Наше воздушное прикрытие было не только недостаточным, но и кратковременным. Продолжалось оно не более часа. Дойдя до оперативного радиуса действия, истребитель помахал нам крыльями и ушел на аэродром. И это словно послужило самолету-разведчику сигналом - он вновь появился над нами и даже снизился. По команде флагмана мы открыли огонь. Разведчик чуть приотстал, но вскоре вернулся и, удерживаясь на большой высоте, неотступно и безнаказанно продолжал нас сопровождать. Это не сулило ничего хорошего.
С крейсера «Молотов» по радио вызывали наши истребители, но они не прилетели, а без прикрытия с воздуха отряду было опасно следовать прежним курсом. Вплоть до 21 часа локатор «Молотова» непрерывно обнаруживал воздушного разведчика.

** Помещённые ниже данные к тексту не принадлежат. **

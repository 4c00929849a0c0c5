//! Command-line and environment configuration

use std::time::Duration;

use clap::Args;

use strata_cluster::ReconcilerConfig;

/// Operator settings; every flag can also come from the environment
#[derive(Args, Debug, Clone, PartialEq, Eq)]
pub struct OperatorConfig {
    /// Namespace to watch; empty or unset watches all namespaces
    #[arg(long, env = "WATCH_NAMESPACE")]
    pub namespace: Option<String>,

    /// Requeue delay while a HelmRepository or HelmRelease is not ready
    #[arg(
        long,
        env = "REQUEUE_DEPENDENCIES",
        default_value = "10s",
        value_parser = humantime::parse_duration
    )]
    pub requeue_dependencies: Duration,

    /// Deadline for a single reconcile pass
    #[arg(
        long,
        env = "RECONCILE_TIMEOUT",
        default_value = "2m",
        value_parser = humantime::parse_duration
    )]
    pub reconcile_timeout: Duration,

    /// Emit JSON log lines
    #[arg(long, env = "LOG_JSON")]
    pub log_json: bool,

    /// Do not apply the DataCluster CRD on startup
    #[arg(long, env = "SKIP_CRD_INSTALL")]
    pub skip_crd_install: bool,
}

impl OperatorConfig {
    /// Namespace to scope the watch to, `None` for cluster-wide
    pub fn watch_namespace(&self) -> Option<&str> {
        self.namespace.as_deref().filter(|ns| !ns.is_empty())
    }

    pub fn to_reconciler_config(&self) -> ReconcilerConfig {
        ReconcilerConfig {
            requeue_dependencies: self.requeue_dependencies,
            reconcile_timeout: self.reconcile_timeout,
        }
    }
}

#[cfg(test)]
mod tests {
    use super::*;
    use clap::Parser;
    use rstest::rstest;

    #[derive(Parser, Debug)]
    struct TestCli {
        #[command(flatten)]
        config: OperatorConfig,
    }

    fn parse(args: &[&str]) -> OperatorConfig {
        let argv = std::iter::once("strata-operator").chain(args.iter().copied());
        TestCli::try_parse_from(argv).expect("valid arguments").config
    }

    #[test]
    fn defaults_match_reconciler_defaults() {
        let config = parse(&[]);
        assert_eq!(config.to_reconciler_config(), ReconcilerConfig::default());
        assert!(!config.log_json);
        assert!(!config.skip_crd_install);
    }

    #[rstest]
    #[case(&["--requeue-dependencies", "30s"], Duration::from_secs(30))]
    #[case(&["--requeue-dependencies", "1m 30s"], Duration::from_secs(90))]
    #[case(&["--requeue-dependencies=500ms"], Duration::from_millis(500))]
    fn requeue_accepts_humantime(#[case] args: &[&str], #[case] expected: Duration) {
        assert_eq!(parse(args).to_reconciler_config().requeue_dependencies, expected);
    }

    #[test]
    fn timeout_flag_overrides_default() {
        let config = parse(&["--reconcile-timeout", "5m"]);
        assert_eq!(config.reconcile_timeout, Duration::from_secs(300));
    }

    #[test]
    fn malformed_duration_is_rejected() {
        let result = TestCli::try_parse_from(["strata-operator", "--reconcile-timeout", "soon"]);
        assert!(result.is_err());
    }

    #[rstest]
    #[case(&[], None)]
    #[case(&["--namespace", ""], None)]
    #[case(&["--namespace", "data"], Some("data"))]
    fn empty_namespace_means_cluster_wide(#[case] args: &[&str], #[case] expected: Option<&str>) {
        assert_eq!(parse(args).watch_namespace(), expected);
    }
}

Стемнело. Как было условлено, МБР-2 и торпедные катера ушли на свои базы. Кораблям оставалось только положиться на опытность командиров, силу оружия и маневренность. Где-то впереди нас должна была ожидать подводная лодка М-62 с зажженным огнем, по которому корабли смогли бы уточнить свое месторасположение. Но еще на подходе к условленному месту Мельников посоветовал штурману Телятникову попытаться самому определить координаты нашего местонахождения. На войне всякое случается и лучше подстраховаться, чем потом, в случае непредвиденных обстоятельств, обвинять кого-то другого. Телятников постарался: к 0 часам 10 минутам по еле приметным береговым ориентирам - вершинам гор - он определил наше месторасположение с точностью, вполне достаточной для ведения стрельбы по площадям.
И снова проявилась предусмотрительность Мельникова: с приходом в сектор обнаружения огня с подводной лодки мы ничего там не нашли. Телятников еще раз уточнил [194] свое место по береговым ориентирам, в чем ему помогла взошедшая луна. Мы все были уверены в своем штурмане.

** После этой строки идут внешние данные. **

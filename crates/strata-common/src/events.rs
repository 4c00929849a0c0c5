//! Kubernetes Event recording for the Strata controllers.
//!
//! A trait-based wrapper over `kube::runtime::events::Recorder` so that
//! readiness edges, dependent create/update and migration mutations show up
//! in `kubectl describe` and `kubectl get events`.
//!
//! Events are **fire-and-forget**: failures are logged as warnings and never
//! propagate errors.

use std::sync::Mutex;

use async_trait::async_trait;
use k8s_openapi::api::core::v1::ObjectReference;
use kube::runtime::events::{EventType, Recorder, Reporter};
use kube::Client;
use tracing::warn;

/// Trait for publishing Kubernetes Events.
#[async_trait]
pub trait EventPublisher: Send + Sync {
    /// Publish a Kubernetes Event on the given resource.
    ///
    /// # Arguments
    ///
    /// * `resource_ref` - The Kubernetes object this event is about
    /// * `type_` - Normal or Warning
    /// * `reason` - Machine-readable reason string (e.g. "DependencyReady")
    /// * `action` - What action was taken (e.g. "Reconcile")
    /// * `note` - Optional human-readable message
    async fn publish(
        &self,
        resource_ref: &ObjectReference,
        type_: EventType,
        reason: &str,
        action: &str,
        note: Option<String>,
    );
}

/// Append the DataCluster's last attempted chart revision to an event note.
///
/// Events have no annotations of their own, so the revision travels in the
/// note text. An empty revision leaves the message unchanged.
pub fn with_revision(message: impl Into<String>, revision: Option<&str>) -> String {
    let message = message.into();
    match revision {
        Some(rev) if !rev.is_empty() => format!("{message} (revision {rev})"),
        _ => message,
    }
}

/// Production implementation wrapping `kube::runtime::events::Recorder`.
pub struct KubeEventPublisher {
    recorder: Recorder,
}

impl KubeEventPublisher {
    /// Create a new publisher for the given controller name.
    ///
    /// The controller name appears as the "reportingComponent" on Events.
    pub fn new(client: Client, controller_name: &str) -> Self {
        let reporter = Reporter {
            controller: controller_name.to_string(),
            instance: std::env::var("POD_NAME").ok(),
        };
        Self {
            recorder: Recorder::new(client, reporter),
        }
    }
}

#[async_trait]
impl EventPublisher for KubeEventPublisher {
    async fn publish(
        &self,
        resource_ref: &ObjectReference,
        type_: EventType,
        reason: &str,
        action: &str,
        note: Option<String>,
    ) {
        let event = kube::runtime::events::Event {
            type_,
            reason: reason.to_string(),
            note,
            action: action.to_string(),
            secondary: None,
        };
        if let Err(e) = self.recorder.publish(&event, resource_ref).await {
            warn!(
                reason,
                action,
                error = %e,
                "Failed to publish Kubernetes event"
            );
        }
    }
}

/// An event captured by [`RecordingEventPublisher`]
#[derive(Clone, Debug, PartialEq)]
pub struct RecordedEvent {
    /// Object the event was attached to
    pub object: ObjectReference,
    /// Normal or Warning
    pub type_: EventType,
    /// Reason string
    pub reason: String,
    /// Action string
    pub action: String,
    /// Human-readable note
    pub note: Option<String>,
}

/// Publisher that keeps every event in memory.
///
/// Used by the controller tests to assert on edge-triggered notifications.
#[derive(Default)]
pub struct RecordingEventPublisher {
    events: Mutex<Vec<RecordedEvent>>,
}

impl RecordingEventPublisher {
    /// Create an empty recorder
    pub fn new() -> Self {
        Self::default()
    }

    /// Snapshot of all recorded events, oldest first
    pub fn events(&self) -> Vec<RecordedEvent> {
        self.events
            .lock()
            .map(|events| events.clone())
            .unwrap_or_default()
    }

    /// Number of recorded events
    pub fn len(&self) -> usize {
        self.events.lock().map(|events| events.len()).unwrap_or(0)
    }

    /// True when nothing was recorded
    pub fn is_empty(&self) -> bool {
        self.len() == 0
    }

    /// Events recorded with the given reason
    pub fn with_reason(&self, reason: &str) -> Vec<RecordedEvent> {
        self.events()
            .into_iter()
            .filter(|e| e.reason == reason)
            .collect()
    }

    /// Drop everything recorded so far
    pub fn clear(&self) {
        if let Ok(mut events) = self.events.lock() {
            events.clear();
        }
    }
}

#[async_trait]
impl EventPublisher for RecordingEventPublisher {
    async fn publish(
        &self,
        resource_ref: &ObjectReference,
        type_: EventType,
        reason: &str,
        action: &str,
        note: Option<String>,
    ) {
        if let Ok(mut events) = self.events.lock() {
            events.push(RecordedEvent {
                object: resource_ref.clone(),
                type_,
                reason: reason.to_string(),
                action: action.to_string(),
                note,
            });
        }
    }
}

/// Well-known event reason strings.
///
/// These appear in `kubectl get events` under the REASON column.
pub mod reasons {
    /// A dependent (HelmRepository or HelmRelease) became ready
    pub const DEPENDENCY_READY: &str = "DependencyReady";
    /// A dependent stopped being ready, or never was
    pub const DEPENDENCY_NOT_READY: &str = "DependencyNotReady";
    /// A dependent was created
    pub const DEPENDENCY_CREATED: &str = "DependencyCreated";
    /// The live HelmRelease drifted and was overwritten
    pub const DEPENDENCY_UPDATED: &str = "DependencyUpdated";
    /// Creating, reading or rendering a dependent failed
    pub const DEPENDENCY_FAILED: &str = "DependencyFailed";
    /// A legacy resource was re-tagged, disabled or deleted for adoption
    pub const MIGRATED: &str = "Migrated";
}

/// Well-known event action strings.
///
/// These appear in `kubectl get events` under the ACTION column.
pub mod actions {
    /// Standard reconciliation loop
    pub const RECONCILE: &str = "Reconcile";
    /// Creating a dependent
    pub const CREATE: &str = "Create";
    /// Overwriting a dependent's spec
    pub const UPDATE: &str = "Update";
    /// Moving a legacy resource to Helm management
    pub const MIGRATE: &str = "Migrate";
}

А еще через десять минут по сигналу флагмана наши корабли ложатся на боевой курс. Лидер «Харьков» идет головным, за ним на расстоянии примерно пяти кабельтовых в кильватер следует крейсер «Молотов». Мы все вглядываемся в темноту, разбавленную жидким светом луны, стараясь высмотреть противника. Однако различить что-либо у берега невозможно. Достать врага могут только снаряды. Но почему на крейсере медлят? Надо бы сразу открыть огонь! Или не уверены в точности определения нашего местонахождения? Потом выяснилось, что так оно и было…

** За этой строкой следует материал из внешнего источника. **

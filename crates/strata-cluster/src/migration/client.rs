//! Untyped access to resources left behind by the legacy operator.
//!
//! Migration only touches metadata, a Service selector and deletions, so
//! every kind is handled as a `DynamicObject`. Built-in kinds use their
//! compiled-in `ApiResource`; the legacy custom kinds come from the
//! [`CrdRegistry`].

use std::collections::BTreeMap;
use std::sync::Arc;

use async_trait::async_trait;
use k8s_openapi::api::apps::v1::{Deployment, StatefulSet};
use k8s_openapi::api::core::v1::{Pod, Service, ServiceAccount};
use k8s_openapi::api::networking::v1::Ingress;
use k8s_openapi::api::policy::v1::PodDisruptionBudget;
use kube::api::{Api, DynamicObject, ListParams, PostParams};
use kube::discovery::ApiResource;
use kube::{Client, ResourceExt};
use tracing::debug;

#[cfg(test)]
use mockall::automock;

use strata_common::crd_registry::{CrdKind, CrdRegistry};
use strata_common::kube_utils::{ok_if_not_found, Propagation};
use strata_common::{Error, FIELD_MANAGER};

/// Kinds the migration reads or writes
#[derive(Clone, Copy, Debug, PartialEq, Eq, PartialOrd, Ord, Hash)]
pub enum LegacyKind {
    /// Legacy `Cluster` custom resource
    Cluster,
    /// Legacy `Console` custom resource
    Console,
    /// Data-plane pods
    Pod,
    /// Internal, external and console Services
    Service,
    /// Data-plane and console ServiceAccounts
    ServiceAccount,
    /// Data-plane PodDisruptionBudget
    PodDisruptionBudget,
    /// Data-plane StatefulSet
    StatefulSet,
    /// Console Deployment
    Deployment,
    /// Console Ingress
    Ingress,
}

impl LegacyKind {
    /// Kubernetes kind name
    pub fn as_str(&self) -> &'static str {
        match self {
            Self::Cluster => "Cluster",
            Self::Console => "Console",
            Self::Pod => "Pod",
            Self::Service => "Service",
            Self::ServiceAccount => "ServiceAccount",
            Self::PodDisruptionBudget => "PodDisruptionBudget",
            Self::StatefulSet => "StatefulSet",
            Self::Deployment => "Deployment",
            Self::Ingress => "Ingress",
        }
    }

    /// Registry entry for kinds not compiled in
    pub fn crd_kind(&self) -> Option<CrdKind> {
        match self {
            Self::Cluster => Some(CrdKind::LegacyCluster),
            Self::Console => Some(CrdKind::LegacyConsole),
            _ => None,
        }
    }

    /// Compiled-in API resource for built-in kinds
    pub fn builtin_resource(&self) -> Option<ApiResource> {
        match self {
            Self::Cluster | Self::Console => None,
            Self::Pod => Some(ApiResource::erase::<Pod>(&())),
            Self::Service => Some(ApiResource::erase::<Service>(&())),
            Self::ServiceAccount => Some(ApiResource::erase::<ServiceAccount>(&())),
            Self::PodDisruptionBudget => Some(ApiResource::erase::<PodDisruptionBudget>(&())),
            Self::StatefulSet => Some(ApiResource::erase::<StatefulSet>(&())),
            Self::Deployment => Some(ApiResource::erase::<Deployment>(&())),
            Self::Ingress => Some(ApiResource::erase::<Ingress>(&())),
        }
    }
}

impl std::fmt::Display for LegacyKind {
    fn fmt(&self, f: &mut std::fmt::Formatter<'_>) -> std::fmt::Result {
        f.write_str(self.as_str())
    }
}

/// Client seam for the migration engine
///
/// A kind whose CRD is not installed behaves like an empty namespace.
#[cfg_attr(test, automock)]
#[async_trait]
pub trait LegacyClient: Send + Sync {
    /// Get an object; `Ok(None)` when it does not exist
    async fn get(
        &self,
        kind: LegacyKind,
        namespace: &str,
        name: &str,
    ) -> Result<Option<DynamicObject>, Error>;

    /// List pods matching every label in `selector`
    async fn list_pods(
        &self,
        namespace: &str,
        selector: &BTreeMap<String, String>,
    ) -> Result<Vec<DynamicObject>, Error>;

    /// Replace an object; it must carry the resourceVersion it was read at
    async fn replace(&self, kind: LegacyKind, object: &DynamicObject) -> Result<(), Error>;

    /// Delete an object with the given propagation
    async fn delete(
        &self,
        kind: LegacyKind,
        namespace: &str,
        name: &str,
        propagation: Propagation,
    ) -> Result<(), Error>;
}

/// Real implementation backed by the API server
pub struct LegacyKubeClient {
    client: Client,
    registry: Arc<CrdRegistry>,
}

impl LegacyKubeClient {
    /// Create a client that resolves legacy kinds through `registry`
    pub fn new(client: Client, registry: Arc<CrdRegistry>) -> Self {
        Self { client, registry }
    }

    async fn api(&self, kind: LegacyKind, namespace: &str) -> Option<Api<DynamicObject>> {
        let ar = match kind.builtin_resource() {
            Some(ar) => ar,
            None => {
                let crd = kind.crd_kind()?;
                self.registry.resolve(crd).await?
            }
        };
        Some(Api::namespaced_with(self.client.clone(), namespace, &ar))
    }
}

fn selector_string(selector: &BTreeMap<String, String>) -> String {
    selector
        .iter()
        .map(|(k, v)| format!("{k}={v}"))
        .collect::<Vec<_>>()
        .join(",")
}

#[async_trait]
impl LegacyClient for LegacyKubeClient {
    async fn get(
        &self,
        kind: LegacyKind,
        namespace: &str,
        name: &str,
    ) -> Result<Option<DynamicObject>, Error> {
        let Some(api) = self.api(kind, namespace).await else {
            debug!(%kind, "CRD not installed, nothing to migrate");
            return Ok(None);
        };
        Ok(ok_if_not_found(api.get(name).await)?)
    }

    async fn list_pods(
        &self,
        namespace: &str,
        selector: &BTreeMap<String, String>,
    ) -> Result<Vec<DynamicObject>, Error> {
        let Some(api) = self.api(LegacyKind::Pod, namespace).await else {
            return Ok(Vec::new());
        };
        let params = ListParams::default().labels(&selector_string(selector));
        Ok(api.list(&params).await?.items)
    }

    async fn replace(&self, kind: LegacyKind, object: &DynamicObject) -> Result<(), Error> {
        let namespace = object.namespace().unwrap_or_default();
        let name = object.name_any();
        let Some(api) = self.api(kind, &namespace).await else {
            return Err(Error::internal_with_context(
                "migration",
                format!("{kind} CRD is not installed"),
            ));
        };
        let params = PostParams {
            field_manager: Some(FIELD_MANAGER.to_string()),
            ..Default::default()
        };
        api.replace(&name, &params, object)
            .await
            .map_err(|e| Error::from_kube_for(format!("{kind}/{namespace}/{name}"), e))?;
        Ok(())
    }

    async fn delete(
        &self,
        kind: LegacyKind,
        namespace: &str,
        name: &str,
        propagation: Propagation,
    ) -> Result<(), Error> {
        let Some(api) = self.api(kind, namespace).await else {
            return Ok(());
        };
        match api.delete(name, &propagation.delete_params()).await {
            Ok(_) => Ok(()),
            Err(kube::Error::Api(ae)) if ae.code == 404 => Ok(()),
            Err(e) => Err(Error::from_kube_for(format!("{kind}/{namespace}/{name}"), e)),
        }
    }
}

#[cfg(test)]
mod tests {
    use super::*;
    use rstest::rstest;

    #[rstest]
    #[case(LegacyKind::Pod, "v1", "pods")]
    #[case(LegacyKind::Service, "v1", "services")]
    #[case(LegacyKind::StatefulSet, "apps/v1", "statefulsets")]
    #[case(LegacyKind::Deployment, "apps/v1", "deployments")]
    #[case(LegacyKind::PodDisruptionBudget, "policy/v1", "poddisruptionbudgets")]
    #[case(LegacyKind::Ingress, "networking.k8s.io/v1", "ingresses")]
    fn builtin_kinds_resolve_without_discovery(
        #[case] kind: LegacyKind,
        #[case] api_version: &str,
        #[case] plural: &str,
    ) {
        let ar = kind.builtin_resource().expect("built-in kind");
        assert_eq!(ar.api_version, api_version);
        assert_eq!(ar.plural, plural);
        assert_eq!(ar.kind, kind.as_str());
        assert!(kind.crd_kind().is_none());
    }

    #[test]
    fn legacy_kinds_go_through_registry() {
        assert_eq!(LegacyKind::Cluster.crd_kind(), Some(CrdKind::LegacyCluster));
        assert_eq!(LegacyKind::Console.crd_kind(), Some(CrdKind::LegacyConsole));
        assert!(LegacyKind::Console.builtin_resource().is_none());
    }

    #[test]
    fn selector_is_sorted_and_comma_joined() {
        let selector = BTreeMap::from([
            ("app.kubernetes.io/name".to_string(), "strata".to_string()),
            ("app.kubernetes.io/instance".to_string(), "main".to_string()),
        ]);
        assert_eq!(
            selector_string(&selector),
            "app.kubernetes.io/instance=main,app.kubernetes.io/name=strata"
        );
    }
}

Вот и время лежания на боевом курсе исчерпано. Корабли уже должны закончить обстрел и начать отход в южном направлении. А на крейсере к этому времени только уточнили свое место с точностью до трех кабельтовых… Наконец, в ноль часов 48 минут с «Молотова» получаем семафор: «Через пять минут крейсер открывает огонь». Мельников не скрывает озабоченности:
- И это через тридцать две минуты после поворота на боевой курс!
На лидере все готово к началу обстрела, Навроцкий ждет только приказания.
Но снова произошло непредвиденное. Темнота ночи вдруг прорезывается трассирующими очередями автоматного и пулеметного огня. Крейсер круто разворачивается и резко увеличивает ход. Нас оповещают: «Атакован торпедным катером слева». Смотрю на часы: ровно минута до открытия огня!
Командир приказывает:
- Верхним боевым постам усилить наблюдение за торпедными катерами. Быть готовыми к отражению атаки! - И, обращаясь ко мне, объясняет: - В Феодосии фашист пуганый, а потому бдительный. Торпедные катера бригады Савина не раз врывались сюда на рейд и здорово поклевали фрица…
Это приятно слышать, но и нам нужно выполнять боевую задачу.
- Крейсер нарушил расчеты для стрельбы. Теперь им все начинать заново… - говорю Мельникову.
Он понимает с полуслова. [195]
- Может, спросить разрешения у Басистого и самим открыть огонь? Как думаешь, не обругает?
По намеченному плану первым должен стрелять крейсер «Молотов», но, учитывая сложившуюся обстановку, можно было рискнуть. Замигал наш семафор.
- Сейчас либо получим по носу, либо дадут «добро», - невесело шутит Мельников.